■ **PROVIDED MATERIAL**:
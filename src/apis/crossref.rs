use std::time::Duration;

use super::{
    collapse_whitespace, format_date_parts, http_client, non_empty, normalize_doi, page_window,
    send_checked, synthetic_id, text_or, Paper, PaperSource, Source, SourceError, NO_ABSTRACT,
    NO_TITLE, UNKNOWN_JOURNAL, USER_AGENT,
};
use crate::scoring;
use crate::search::SearchFilters;
use async_trait::async_trait;
use serde::Deserialize;

const BASE_URL: &str = "https://api.crossref.org/works";
const MAX_ROWS: u32 = 1000;
/// CrossRef is slow under load; it gets a tighter bound than the shared default.
pub const REQUEST_TIMEOUT: Duration = Duration::from_secs(10);

pub struct CrossRefClient {
    client: reqwest::Client,
    base_url: String,
}

impl CrossRefClient {
    pub fn new() -> Self {
        Self::with_timeout(REQUEST_TIMEOUT)
    }

    pub fn with_timeout(timeout: Duration) -> Self {
        Self {
            client: http_client(USER_AGENT, timeout),
            base_url: BASE_URL.to_string(),
        }
    }

    pub fn with_base_url(mut self, base_url: impl Into<String>) -> Self {
        self.base_url = base_url.into();
        self
    }
}

impl Default for CrossRefClient {
    fn default() -> Self {
        Self::new()
    }
}

#[derive(Deserialize)]
struct CRResponse {
    message: CRMessage,
}
#[derive(Deserialize)]
struct CRMessage {
    #[serde(default)]
    items: Vec<CRItem>,
}
#[derive(Deserialize)]
struct CRItem {
    #[serde(rename = "DOI")]
    doi: Option<String>,
    title: Option<Vec<String>>,
    author: Option<Vec<CRAuthor>>,
    #[serde(rename = "abstract")]
    abstract_text: Option<String>,
    #[serde(rename = "is-referenced-by-count")]
    citation_count: Option<u32>,
    #[serde(rename = "published-print")]
    published_print: Option<CRDate>,
    #[serde(rename = "published-online")]
    published_online: Option<CRDate>,
    published: Option<CRDate>,
    #[serde(rename = "container-title")]
    container_title: Option<Vec<String>>,
    subject: Option<Vec<String>>,
    link: Option<Vec<CRLink>>,
    #[serde(rename = "URL")]
    url: Option<String>,
}
#[derive(Deserialize)]
struct CRAuthor {
    given: Option<String>,
    family: Option<String>,
    name: Option<String>,
}
#[derive(Deserialize)]
struct CRDate {
    #[serde(rename = "date-parts")]
    date_parts: Option<Vec<Vec<Option<u32>>>>,
}
#[derive(Deserialize)]
struct CRLink {
    #[serde(rename = "URL")]
    url: Option<String>,
    #[serde(rename = "content-type")]
    content_type: Option<String>,
}

impl CRDate {
    fn parts(&self) -> Vec<u32> {
        self.date_parts
            .as_ref()
            .and_then(|p| p.first())
            .map(|p| p.iter().map_while(|v| *v).collect())
            .unwrap_or_default()
    }
}

const BLOCK_TAGS: &[&str] = &["p", "sec", "title", "list", "list-item", "br", "div", "abstract"];

/// Block-level tags separate words; inline ones (`italic`, `sub`, ...) do not.
fn is_block_tag(tag: &str) -> bool {
    let name = tag
        .trim_start_matches('/')
        .split(|c: char| c.is_whitespace() || c == '/')
        .next()
        .unwrap_or_default();
    let local = name.rsplit(':').next().unwrap_or(name);
    BLOCK_TAGS.iter().any(|b| local.eq_ignore_ascii_case(b))
}

/// Drop JATS (or any other) tags and collapse the remaining text.
pub fn strip_markup(s: &str) -> String {
    let mut out = String::with_capacity(s.len());
    let mut tag: Option<String> = None;
    for c in s.chars() {
        if let Some(name) = tag.as_mut() {
            if c == '>' {
                if is_block_tag(name) {
                    out.push(' ');
                }
                tag = None;
            } else {
                name.push(c);
            }
        } else if c == '<' {
            tag = Some(String::new());
        } else {
            out.push(c);
        }
    }
    collapse_whitespace(&out)
}

fn item_to_paper(item: CRItem) -> Paper {
    let doi = item.doi.as_deref().and_then(normalize_doi);
    let title = item.title.as_ref().and_then(|t| t.first()).map(String::as_str);
    let id = match &doi {
        Some(doi) => format!("crossref_{}", doi),
        None => synthetic_id(Source::CrossRef, title.unwrap_or_default()),
    };

    let mut paper = Paper::new(id, Source::CrossRef);
    paper.title = text_or(title, NO_TITLE);
    paper.authors = item
        .author
        .unwrap_or_default()
        .into_iter()
        .filter_map(|a| {
            let name = match a.name {
                Some(name) => name,
                None => format!(
                    "{} {}",
                    a.given.as_deref().unwrap_or(""),
                    a.family.as_deref().unwrap_or("")
                ),
            };
            non_empty(Some(&name))
        })
        .collect();
    paper.abstract_text = text_or(
        item.abstract_text.as_deref().map(strip_markup).as_deref(),
        NO_ABSTRACT,
    );
    paper.published_date = [&item.published_print, &item.published_online, &item.published]
        .into_iter()
        .flatten()
        .map(CRDate::parts)
        .find(|parts| !parts.is_empty())
        .map(|parts| format_date_parts(&parts))
        .unwrap_or_default();
    paper.journal = text_or(
        item.container_title.as_ref().and_then(|t| t.first()).map(String::as_str),
        UNKNOWN_JOURNAL,
    );
    paper.url = doi
        .as_ref()
        .map(|d| format!("https://doi.org/{}", d))
        .or(item.url);
    paper.download_url = item
        .link
        .unwrap_or_default()
        .into_iter()
        .find(|l| l.content_type.as_deref() == Some("application/pdf"))
        .and_then(|l| l.url);
    paper.categories = item.subject.unwrap_or_default().into_iter().collect();
    paper.citation_count = item.citation_count;
    paper.doi = doi;
    paper
}

pub fn parse_response(body: &str) -> Result<Vec<Paper>, SourceError> {
    let resp: CRResponse = serde_json::from_str(body)?;
    Ok(resp.message.items.into_iter().map(item_to_paper).collect())
}

#[async_trait]
impl PaperSource for CrossRefClient {
    fn source(&self) -> Source {
        Source::CrossRef
    }

    async fn fetch(&self, query: &str, filters: &SearchFilters) -> Result<Vec<Paper>, SourceError> {
        let (rows, offset) = page_window(filters, MAX_ROWS);
        let mut params = vec![
            ("query", query.to_string()),
            ("rows", rows.to_string()),
            ("offset", offset.to_string()),
        ];
        if filters.has_year_range() {
            let (from, to) = filters.year_bounds(scoring::current_year());
            params.push(("filter", format!("from-pub-date:{},until-pub-date:{}", from, to)));
        }
        if let Some(author) = filters.author_query() {
            params.push(("query.author", author.to_string()));
        }

        let req = self
            .client
            .get(&self.base_url)
            .header("Accept", "application/json")
            .query(&params);
        let body = send_checked(req).await?.text().await?;
        parse_response(&body)
    }
}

■ **DESCRIPTION OF THE TASK**: Looking at each line of the material above, tally those that hold the string "local" and give only the total.

■ **TASK OUTPUT**: 2